Für wen ist die PVR-Untersuchung geeignet?
- Für Personen mit chronischen Erkrankungen, einschließlich Herz-Kreislauf-Erkrankungen, Diabetes, Bluthochdruck, erhöhten Blutfettwerten, hohem Cholesterinspiegel, Nierenerkrankungen etc.
- Personen mit peripheren arteriellen Verengungen oder familiärer Vorgeschichte von peripheren arteriellen Verschlusskrankheiten (Arme – Beine)
- Mit einem Ankle – Brachial Index (ABI) von weniger als oder gleich 0,9 (was auf eine Gefäßverstopfung hinweist)
- Regelmäßige Raucher
- Personen über 70 Jahre
- Personen mit Waden- und Muskelschmerzen oder Krämpfen beim Gehen
- Personen mit schwachem oder fehlendem Puls an Beinen oder Füßen, blasser Hautfarbe
- Personen mit Fuß- oder Zehengeschwüren oder Fußdeformationen mit Risiko für Geschwüre
- Personen mit diabetischen Geschwüren oder chronischen Wunden an Zehen oder Beinen
- Nach AVF AVG (Gefäß für die Dialyse) kalte Hände oder Schmerzen
- Patienten mit Nierenerkrankungen, chronische Niereninsuffizienz (Chronic Renal Insufficiency)

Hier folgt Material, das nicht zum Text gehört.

//! Test modules for Hoku.
//!
//! This module contains the in-crate test suites:
//! - Configuration loading and validation
//! - Error conversion and formatting
//! - Bloom filter behaviour, including property-based tests using proptest
//! - Shared fixtures and strategies

pub mod hoku_bloom_filter_tests;

// Re-export commonly used testing tools to simplify imports in test modules
pub use test_utils::{create_test_dir, distinct_elements_strategy, element_strategy, CountingObserver};
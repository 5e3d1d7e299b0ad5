//! Type-directed com-spec derivation.
//!
//! Ports are created against an interface reference plus optional
//! configs. Derivation dispatches on the bound interface's family,
//! selects the target member (an explicit name, or the sole member),
//! validates every set field against the port direction and the schema
//! era, and resolves init values through the value builder or the
//! constant namespace. An omitted config derives one default com-spec per
//! member.

use smol_str::SmolStr;

use crate::base::{ArPath, SchemaEra};
use crate::comspec::{
    ClientServerComSpec, ClientServerConfig, ComSpec, ComSpecConfig, ModeSwitchComSpec,
    ModeSwitchConfig, ParameterComSpec, ParameterConfig, SenderReceiverComSpec,
    SenderReceiverConfig,
};
use crate::model::components::{PortData, PortDirection};
use crate::model::error::{ModelError, ReferenceError, ValidationError};
use crate::model::interfaces::InterfaceFamily;
use crate::model::node::{ElementData, Node, NodeId};
use crate::model::workspace::Workspace;
use crate::values::ValueSpec;

/// Facts about one interface member, collected before derivation so the
/// builder can borrow the workspace mutably.
#[derive(Debug, Clone)]
struct MemberInfo {
    name: SmolStr,
    type_ref: Option<ArPath>,
    is_queued: bool,
}
#[test]
fn test_direction_gated_fields_name_field_and_interface() {
    let mut ws = demo_workspace();
    add_speed_interface(&mut ws);
    let components = ws.root_package("Components").unwrap();
    let comp = ws
        .create_component(components, "Sensor", armodel::ComponentKind::Application)
        .unwrap();

    // alive_timeout is require-only.
    let config = ComSpecConfig::SenderReceiver(SenderReceiverConfig {
        alive_timeout: Some(0.1),
        ..SenderReceiverConfig::default()
    });
    let err = ws
        .create_provide_port(comp, "Out", "Speed_I", &[config])
        .unwrap_err();
    match err {
        ModelError::Validation(ValidationError::FieldNotAllowed { field, interface, .. }) => {
            assert_eq!(field, "alive_timeout");
            assert_eq!(interface, "sender-receiver");
        }
        other => panic!("expected FieldNotAllowed, got {other:?}"),
    }

    // can_invalidate is provide-only.
    let config = ComSpecConfig::SenderReceiver(SenderReceiverConfig {
        can_invalidate: Some(true),
        ..SenderReceiverConfig::default()
    });
    let err = ws
        .create_require_port(comp, "In", "Speed_I", &[config])
        .unwrap_err();
    assert!(matches!(
        err,
        ModelError::Validation(ValidationError::FieldNotAllowed {
            field: "can_invalidate",
            ..
        })
    ));
}

#[test]
fn test_config_variant_must_match_interface_family() {
    let mut ws = demo_workspace();
    add_speed_interface(&mut ws);
    let components = ws.root_package("Components").unwrap();
    let comp = ws
        .create_component(components, "Sensor", armodel::ComponentKind::Application)
        .unwrap();

    let config = ComSpecConfig::ClientServer(ClientServerConfig::default());
    let err = ws
        .create_provide_port(comp, "Out", "Speed_I", &[config])
        .unwrap_err();
    match err {
        ModelError::Validation(ValidationError::ConfigMismatch { given, interface, name }) => {
            assert_eq!(given, "client-server");
            assert_eq!(interface, "sender-receiver");
            assert_eq!(name, "Speed_I");
        }
        other => panic!("expected ConfigMismatch, got {other:?}"),
    }
}
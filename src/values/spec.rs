//! Raw host values and typed value specification trees.

use smol_str::SmolStr;

use crate::base::ArPath;

/// A loosely-typed host value, the input side of the value builder.
///
/// Mappings preserve insertion order; the builder reports extra keys in
/// the order they were given.
#[derive(Debug, Clone, PartialEq)]
pub enum RawValue {
    Int(i64),
    Float(f64),
    Bool(bool),
    Text(SmolStr),
    Seq(Vec<RawValue>),
    Map(Vec<(SmolStr, RawValue)>),
}

impl RawValue {
    /// Get a display label for this value's shape.
    pub fn shape_name(&self) -> &'static str {
        match self {
            RawValue::Int(_) | RawValue::Float(_) => "numerical",
            RawValue::Bool(_) => "boolean",
            RawValue::Text(_) => "text",
            RawValue::Seq(_) => "sequence",
            RawValue::Map(_) => "mapping",
        }
    }

    /// Build a mapping from `(key, value)` pairs.
    pub fn map<I>(entries: I) -> RawValue
    where
        I: IntoIterator<Item = (&'static str, RawValue)>,
    {
        RawValue::Map(
            entries
                .into_iter()
                .map(|(k, v)| (SmolStr::new(k), v))
                .collect(),
        )
    }
}

impl From<i64> for RawValue {
    fn from(v: i64) -> Self {
        RawValue::Int(v)
    }
}

impl From<f64> for RawValue {
    fn from(v: f64) -> Self {
        RawValue::Float(v)
    }
}

impl From<bool> for RawValue {
    fn from(v: bool) -> Self {
        RawValue::Bool(v)
    }
}

impl From<&str> for RawValue {
    fn from(v: &str) -> Self {
        RawValue::Text(SmolStr::new(v))
    }
}

impl From<Vec<RawValue>> for RawValue {
    fn from(v: Vec<RawValue>) -> Self {
        RawValue::Seq(v)
    }
}

/// A numeric literal in a value specification.
#[derive(Debug, Clone, Copy, PartialEq)]
pub enum NumberValue {
    Int(i64),
    Float(f64),
}

impl std::fmt::Display for NumberValue {
    fn fmt(&self, f: &mut std::fmt::Formatter<'_>) -> std::fmt::Result {
        match self {
            NumberValue::Int(v) => write!(f, "{v}"),
            NumberValue::Float(v) => write!(f, "{v}"),
        }
    }
}

/// A typed value specification tree, the output side of the value
/// builder. The runtime kind of the root matches the resolved category of
/// the data type it was built against.
#[derive(Debug, Clone, PartialEq)]
pub enum ValueSpec {
    /// A numeric literal (`VALUE` category).
    Numerical {
        label: Option<SmolStr>,
        value: NumberValue,
    },
    /// A text literal, including enum-table symbols.
    Text {
        label: Option<SmolStr>,
        value: SmolStr,
    },
    /// A record value with fields in declared member order (`STRUCTURE`).
    Record {
        label: Option<SmolStr>,
        fields: Vec<ValueSpec>,
    },
    /// A fixed-length array value (`ARRAY`).
    Array {
        label: Option<SmolStr>,
        elements: Vec<ValueSpec>,
    },
    /// A reference to a constant, kept as a reference (AUTOSAR 4 style).
    ConstantRef {
        label: Option<SmolStr>,
        constant_ref: ArPath,
    },
}

impl ValueSpec {
    /// The element label, if any.
    pub fn label(&self) -> Option<&str> {
        match self {
            ValueSpec::Numerical { label, .. }
            | ValueSpec::Text { label, .. }
            | ValueSpec::Record { label, .. }
            | ValueSpec::Array { label, .. }
            | ValueSpec::ConstantRef { label, .. } => label.as_deref(),
        }
    }

    /// Get a display label for this node's kind.
    pub fn kind_name(&self) -> &'static str {
        match self {
            ValueSpec::Numerical { .. } => "Numerical",
            ValueSpec::Text { .. } => "Text",
            ValueSpec::Record { .. } => "Record",
            ValueSpec::Array { .. } => "Array",
            ValueSpec::ConstantRef { .. } => "ConstantRef",
        }
    }

    /// Replace the label, returning the modified tree.
    pub fn with_label(mut self, new_label: impl Into<SmolStr>) -> Self {
        let slot = match &mut self {
            ValueSpec::Numerical { label, .. }
            | ValueSpec::Text { label, .. }
            | ValueSpec::Record { label, .. }
            | ValueSpec::Array { label, .. }
            | ValueSpec::ConstantRef { label, .. } => label,
        };
        *slot = Some(new_label.into());
        self
    }
}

- Eine Untersuchung für symptomfreie Personen ist möglich***
Gefäßkontrolle vor der Verengung
Die Untersuchung der Arteriosklerose mit der Pulsvolumenaufnahme (PVR) dient zur Analyse der Arterien durch Messung des Blutdrucks an Armen und Beinen in Verbindung mit dem Pulsvolumen PVR, um das Risiko zu berechnen. Dazu liegt der Patient auf einer Untersuchungsliege, während Blutdruckmanschetten an Armen und Beinen angelegt werden; eine Sonde wird unterhalb der Manschette verwendet, um den Puls in der Arterie zu ermitteln. Die Untersuchung dauert etwa 1 – 1,5 Stunden und liefert klare und zuverlässige Ergebnisse.
Die Behandlung der peripheren arteriellen Verschlusskrankheit hängt von der Schwere der Erkrankung ab. Einige Patienten können mit einem konservativen Ansatz und Medikamenten zur Kontrolle des Diabetes sowie durch Bewegung behandelt werden. Bei schwereren Fällen kann jedoch eine Ballonangioplastie, das Einsetzen eines Stents oder eine Operation, wie z.B. ein Bypass, erforderlich sein. Daher ist eine jährliche Untersuchung der Gefäßgesundheit unter strenger Aufsicht eines Facharztes wichtig, um das Verstopfungsrisiko der Gefäße rechtzeitig zu erkennen, schneller behandeln zu können und die Schwere der Erkrankung sowie den Verlust von Gliedmaßen zu verringern.